- **WHAT YOU SHOULD DO**
Your answer should be every line from the records that contains "pending".
#### EXTRACTED INFORMATION
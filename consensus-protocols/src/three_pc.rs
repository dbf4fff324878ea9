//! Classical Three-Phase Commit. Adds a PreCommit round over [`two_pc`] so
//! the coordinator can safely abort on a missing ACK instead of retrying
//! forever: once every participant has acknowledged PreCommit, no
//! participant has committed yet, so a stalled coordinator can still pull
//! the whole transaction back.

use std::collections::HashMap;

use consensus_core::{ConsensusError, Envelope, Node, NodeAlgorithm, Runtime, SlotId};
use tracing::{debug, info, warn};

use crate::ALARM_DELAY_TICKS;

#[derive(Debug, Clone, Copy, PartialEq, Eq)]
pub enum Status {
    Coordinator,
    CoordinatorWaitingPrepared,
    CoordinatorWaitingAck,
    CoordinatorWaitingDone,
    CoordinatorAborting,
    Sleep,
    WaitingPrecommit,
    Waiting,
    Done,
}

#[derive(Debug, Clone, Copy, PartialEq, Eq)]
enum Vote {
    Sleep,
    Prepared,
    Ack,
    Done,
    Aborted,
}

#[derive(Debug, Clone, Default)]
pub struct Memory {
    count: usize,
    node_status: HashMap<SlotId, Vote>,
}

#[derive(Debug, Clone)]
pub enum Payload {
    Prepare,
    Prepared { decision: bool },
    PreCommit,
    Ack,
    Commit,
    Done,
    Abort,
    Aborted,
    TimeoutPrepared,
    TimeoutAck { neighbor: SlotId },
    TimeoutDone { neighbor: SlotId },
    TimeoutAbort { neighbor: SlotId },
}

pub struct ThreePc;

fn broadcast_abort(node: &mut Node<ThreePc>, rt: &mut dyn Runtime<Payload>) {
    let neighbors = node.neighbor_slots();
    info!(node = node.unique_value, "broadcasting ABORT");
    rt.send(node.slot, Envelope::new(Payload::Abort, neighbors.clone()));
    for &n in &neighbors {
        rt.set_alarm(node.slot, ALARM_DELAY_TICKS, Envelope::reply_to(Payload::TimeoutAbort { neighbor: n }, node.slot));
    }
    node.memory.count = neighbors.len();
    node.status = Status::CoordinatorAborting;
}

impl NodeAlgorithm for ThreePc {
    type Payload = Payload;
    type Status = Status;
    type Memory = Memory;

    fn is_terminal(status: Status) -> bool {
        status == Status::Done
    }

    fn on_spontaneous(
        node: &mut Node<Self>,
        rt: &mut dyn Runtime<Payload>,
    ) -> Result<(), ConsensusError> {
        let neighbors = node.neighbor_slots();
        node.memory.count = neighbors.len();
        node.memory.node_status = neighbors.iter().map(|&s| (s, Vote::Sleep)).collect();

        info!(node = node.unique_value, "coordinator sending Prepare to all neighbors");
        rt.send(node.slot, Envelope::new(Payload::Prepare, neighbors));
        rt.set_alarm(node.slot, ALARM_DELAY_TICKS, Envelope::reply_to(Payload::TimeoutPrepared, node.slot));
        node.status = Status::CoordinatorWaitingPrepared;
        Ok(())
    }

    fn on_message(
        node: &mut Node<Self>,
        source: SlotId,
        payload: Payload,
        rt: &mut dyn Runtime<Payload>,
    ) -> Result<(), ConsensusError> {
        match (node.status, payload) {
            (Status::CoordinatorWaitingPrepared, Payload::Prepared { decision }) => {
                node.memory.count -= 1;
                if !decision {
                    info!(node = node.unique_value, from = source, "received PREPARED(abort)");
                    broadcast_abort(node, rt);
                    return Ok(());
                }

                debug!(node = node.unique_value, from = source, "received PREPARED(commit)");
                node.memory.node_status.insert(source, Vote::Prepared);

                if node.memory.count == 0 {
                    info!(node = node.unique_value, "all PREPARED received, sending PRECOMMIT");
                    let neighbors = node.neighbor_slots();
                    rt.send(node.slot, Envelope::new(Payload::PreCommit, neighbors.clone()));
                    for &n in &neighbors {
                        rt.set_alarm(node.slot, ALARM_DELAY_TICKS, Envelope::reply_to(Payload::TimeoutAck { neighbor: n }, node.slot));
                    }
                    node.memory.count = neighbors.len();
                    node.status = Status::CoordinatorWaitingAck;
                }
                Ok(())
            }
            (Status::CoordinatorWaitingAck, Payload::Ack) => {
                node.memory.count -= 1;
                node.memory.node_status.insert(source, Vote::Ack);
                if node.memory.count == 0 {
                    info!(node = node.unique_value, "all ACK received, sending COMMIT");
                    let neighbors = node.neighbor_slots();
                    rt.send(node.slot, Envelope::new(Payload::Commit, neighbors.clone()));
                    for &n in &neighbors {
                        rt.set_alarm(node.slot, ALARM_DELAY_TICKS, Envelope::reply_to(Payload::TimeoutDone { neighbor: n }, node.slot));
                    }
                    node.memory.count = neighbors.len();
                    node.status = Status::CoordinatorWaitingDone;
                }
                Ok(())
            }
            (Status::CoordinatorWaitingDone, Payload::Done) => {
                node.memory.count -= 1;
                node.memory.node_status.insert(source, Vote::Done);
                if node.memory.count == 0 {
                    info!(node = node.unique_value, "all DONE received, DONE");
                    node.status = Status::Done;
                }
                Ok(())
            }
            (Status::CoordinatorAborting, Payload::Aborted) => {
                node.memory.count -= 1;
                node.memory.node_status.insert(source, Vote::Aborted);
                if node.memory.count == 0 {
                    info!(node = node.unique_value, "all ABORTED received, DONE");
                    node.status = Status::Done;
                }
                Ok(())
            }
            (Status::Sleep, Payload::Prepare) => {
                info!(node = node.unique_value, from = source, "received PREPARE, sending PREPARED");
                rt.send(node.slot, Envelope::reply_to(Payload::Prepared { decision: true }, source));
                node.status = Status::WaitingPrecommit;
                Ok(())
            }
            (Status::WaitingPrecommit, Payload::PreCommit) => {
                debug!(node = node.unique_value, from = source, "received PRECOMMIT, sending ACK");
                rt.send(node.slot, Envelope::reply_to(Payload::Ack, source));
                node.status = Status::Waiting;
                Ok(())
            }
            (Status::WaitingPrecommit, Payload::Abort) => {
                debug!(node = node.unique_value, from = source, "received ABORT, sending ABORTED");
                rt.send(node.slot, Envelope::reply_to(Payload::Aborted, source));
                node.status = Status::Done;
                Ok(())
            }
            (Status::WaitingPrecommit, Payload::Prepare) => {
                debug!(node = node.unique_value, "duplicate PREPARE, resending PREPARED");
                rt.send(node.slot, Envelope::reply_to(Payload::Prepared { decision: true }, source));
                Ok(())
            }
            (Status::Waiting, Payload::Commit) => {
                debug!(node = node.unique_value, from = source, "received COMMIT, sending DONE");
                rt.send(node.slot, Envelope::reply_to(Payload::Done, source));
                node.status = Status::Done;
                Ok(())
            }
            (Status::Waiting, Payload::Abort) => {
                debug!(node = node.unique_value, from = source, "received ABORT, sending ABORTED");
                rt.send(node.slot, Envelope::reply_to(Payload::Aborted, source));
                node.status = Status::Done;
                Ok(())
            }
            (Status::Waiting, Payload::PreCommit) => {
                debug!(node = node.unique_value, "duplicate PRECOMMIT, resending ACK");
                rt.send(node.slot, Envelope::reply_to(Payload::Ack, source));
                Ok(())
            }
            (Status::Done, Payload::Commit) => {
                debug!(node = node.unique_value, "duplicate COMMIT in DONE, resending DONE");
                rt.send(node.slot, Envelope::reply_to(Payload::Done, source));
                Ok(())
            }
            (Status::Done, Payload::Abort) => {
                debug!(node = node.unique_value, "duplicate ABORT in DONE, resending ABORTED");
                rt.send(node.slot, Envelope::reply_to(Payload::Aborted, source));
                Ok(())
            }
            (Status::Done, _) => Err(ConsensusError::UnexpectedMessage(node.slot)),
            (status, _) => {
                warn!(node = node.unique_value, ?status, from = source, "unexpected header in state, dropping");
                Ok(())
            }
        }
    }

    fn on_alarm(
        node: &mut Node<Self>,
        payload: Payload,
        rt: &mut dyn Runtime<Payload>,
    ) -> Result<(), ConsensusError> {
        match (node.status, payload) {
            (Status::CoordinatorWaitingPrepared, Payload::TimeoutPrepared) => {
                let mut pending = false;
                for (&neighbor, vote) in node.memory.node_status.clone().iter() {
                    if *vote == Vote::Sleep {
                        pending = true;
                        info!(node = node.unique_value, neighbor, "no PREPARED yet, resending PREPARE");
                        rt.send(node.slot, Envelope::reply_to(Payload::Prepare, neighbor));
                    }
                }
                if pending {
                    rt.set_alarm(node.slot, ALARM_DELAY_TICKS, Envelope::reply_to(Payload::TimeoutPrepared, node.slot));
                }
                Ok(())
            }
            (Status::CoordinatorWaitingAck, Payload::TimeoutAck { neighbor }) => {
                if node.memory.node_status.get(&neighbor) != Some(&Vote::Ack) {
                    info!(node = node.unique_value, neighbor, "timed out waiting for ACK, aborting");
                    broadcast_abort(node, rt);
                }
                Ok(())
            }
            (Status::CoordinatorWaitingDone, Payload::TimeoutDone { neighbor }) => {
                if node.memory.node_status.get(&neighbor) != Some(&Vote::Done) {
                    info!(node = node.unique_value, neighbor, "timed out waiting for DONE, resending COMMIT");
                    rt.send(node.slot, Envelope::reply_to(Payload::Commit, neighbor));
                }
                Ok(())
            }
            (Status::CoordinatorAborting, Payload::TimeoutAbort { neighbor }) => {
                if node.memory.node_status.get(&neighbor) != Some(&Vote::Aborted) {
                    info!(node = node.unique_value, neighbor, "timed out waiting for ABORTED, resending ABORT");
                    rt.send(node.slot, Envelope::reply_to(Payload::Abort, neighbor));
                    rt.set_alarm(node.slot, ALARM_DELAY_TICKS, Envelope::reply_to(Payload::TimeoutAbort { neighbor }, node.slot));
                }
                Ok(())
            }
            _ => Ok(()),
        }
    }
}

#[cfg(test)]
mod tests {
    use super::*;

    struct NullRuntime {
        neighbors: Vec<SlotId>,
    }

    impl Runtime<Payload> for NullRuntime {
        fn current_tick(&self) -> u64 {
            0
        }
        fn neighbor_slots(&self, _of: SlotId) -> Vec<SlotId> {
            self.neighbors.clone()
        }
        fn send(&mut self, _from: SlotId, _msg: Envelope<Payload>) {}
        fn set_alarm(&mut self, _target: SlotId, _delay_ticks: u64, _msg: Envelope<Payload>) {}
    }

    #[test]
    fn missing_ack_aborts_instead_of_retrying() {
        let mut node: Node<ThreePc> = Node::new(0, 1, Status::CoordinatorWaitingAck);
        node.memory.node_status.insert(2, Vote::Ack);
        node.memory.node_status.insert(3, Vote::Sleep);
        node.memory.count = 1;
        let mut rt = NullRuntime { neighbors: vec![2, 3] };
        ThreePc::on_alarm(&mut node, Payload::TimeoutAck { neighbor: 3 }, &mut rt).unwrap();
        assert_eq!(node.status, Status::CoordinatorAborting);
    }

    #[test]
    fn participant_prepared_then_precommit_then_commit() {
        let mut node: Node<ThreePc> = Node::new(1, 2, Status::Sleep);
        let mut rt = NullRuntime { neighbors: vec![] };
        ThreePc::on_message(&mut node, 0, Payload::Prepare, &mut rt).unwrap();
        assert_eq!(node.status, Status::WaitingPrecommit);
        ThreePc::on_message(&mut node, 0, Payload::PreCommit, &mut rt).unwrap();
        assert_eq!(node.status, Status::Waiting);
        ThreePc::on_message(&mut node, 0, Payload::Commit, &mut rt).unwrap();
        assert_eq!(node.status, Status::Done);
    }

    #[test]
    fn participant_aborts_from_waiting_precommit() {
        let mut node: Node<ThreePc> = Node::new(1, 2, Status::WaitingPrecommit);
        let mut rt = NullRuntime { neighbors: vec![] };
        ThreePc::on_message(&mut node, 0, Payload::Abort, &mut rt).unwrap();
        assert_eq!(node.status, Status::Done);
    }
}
########
- **RESULT OF THE EXERCISE**
                let mut pending = false;
                        pending = true;
                if pending {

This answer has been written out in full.